Ramsay now strangely places it before even the first missionary journey of St Paul and Barnabas, and thinks that St Peter “was sent from Jerusalem as far as Syrian Antioch to inspect and report upon this new extension of the Church [to Antioch!], just as he had been sent previously to Samaria along with John on a similar errand” (Cities of St Paul, pp. 302 sq.).
Two curious theories of the incident, made to save St Peter’s credit, may be worth mention: (1) The Cephas here mentioned is one of the Seventy and a different person from St Peter (Clement of Alexandria in Eusebius, Ch. Hist. I. 12. 2). (2) The “dispute” was got up for the occasion. St Peter feared that it would be difficult to persuade the Jewish Christians (who accepted him as their teacher) to treat the Gentiles rightly.
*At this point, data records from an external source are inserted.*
//! This crate keeps track changes and comments attached to the right parts of a collaboratively
//! edited text document.
//!
//! The document itself is edited by a stream of positional ops (ShareJS style text ops), already
//! transformed and put in order by an OT layer upstream. Alongside the document we keep a set of
//! *ranges*:
//!
//! - Tracked changes. These are inserts and deletes attributed to a user, which haven't been
//!   accepted or rejected yet (like track changes in Word).
//! - Comments, anchored to a span of text and grouped into threads.
//!
//! Every time an op is applied to the document, the [`RangesTracker`](ranges::RangesTracker) moves
//! every range to match. Ranges never drift: replaying the same ops from the same starting point
//! always gives the same offsets.
//!
//! ## Example
//!
//! ```
//! use tracked_ranges::*;
//!
//! let mut tracker = RangesTracker::empty();
//! tracker.track_changes = true;
//!
//! // "hello world" -> "hello big world"
//! tracker.apply_op(&Op::new_insert(6, "big "), Metadata::for_user("fred")).unwrap();
//! assert_eq!(tracker.changes()[0].op.pos, 6);
//!
//! // And someone else typed at the start of the document.
//! tracker.track_changes = false;
//! tracker.apply_op(&Op::new_insert(0, "Oh, "), Metadata::for_user("george")).unwrap();
//! assert_eq!(tracker.changes()[0].op.pos, 10);
//! ```
//!
//! When a client replaces the whole document, [`diff_as_ops`](diff::diff_as_ops) turns the new
//! content into ops. [`DocSession`](session::DocSession) puts all of it together: it holds the
//! document text, its version and its ranges, and applies versioned updates in order.
//!
//! ## Offsets
//!
//! All offsets and lengths in this crate are counted in unicode characters (scalar values), not
//! bytes.
//!
//! ## Ids
//!
//! Change and comment ids are opaque strings. They usually look like mongo ObjectIds, but they
//! are *not* guaranteed to be unique. Merged histories sometimes duplicate them. So every method
//! which takes an id acts on all entries with that id.

#![allow(clippy::len_without_is_empty)]

use smartstring::alias::String as SmartString;

pub mod error;
pub mod unicount;
pub mod op;
pub mod ranges;
pub mod diff;
pub mod history;
pub mod session;

#[cfg(test)]
mod fuzzer_tools;

pub type ChangeId = SmartString;
pub type CommentId = SmartString;
pub type ThreadId = SmartString;

pub use error::{RangesError, Result};
pub use op::{ListOpKind, Op};
pub use ranges::{Change, ChangeOp, CoincidentDeletes, Comment, CommentOp, DirtySet, DirtyState, IdGenerator, Metadata, Ranges, RangesTracker, Resolution};
pub use diff::{diff_as_ops, diff_as_ops_with, diff_str_as_ops, diff_str_as_ops_with, DiffAlgorithm, DiffOptions, Granularity};
pub use history::{Update, UpdateLog, UpdateMeta};
pub use session::{DocSession, SessionOptions};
He therefore pretended to be on their side in order that when openly rebuked by St Paul without making any defence his followers might change their opinion more easily. So Chrysostom 687 C—E, cf. 688 B. Jerome, who held this theory till convinced of its untenableness by Augustine, attributes its invention to Origen (see Lightfoot’s additional note on Patristic accounts of the collision at Antioch).
κατὰ πρόσωπον, “face to face,” Acts 25:16.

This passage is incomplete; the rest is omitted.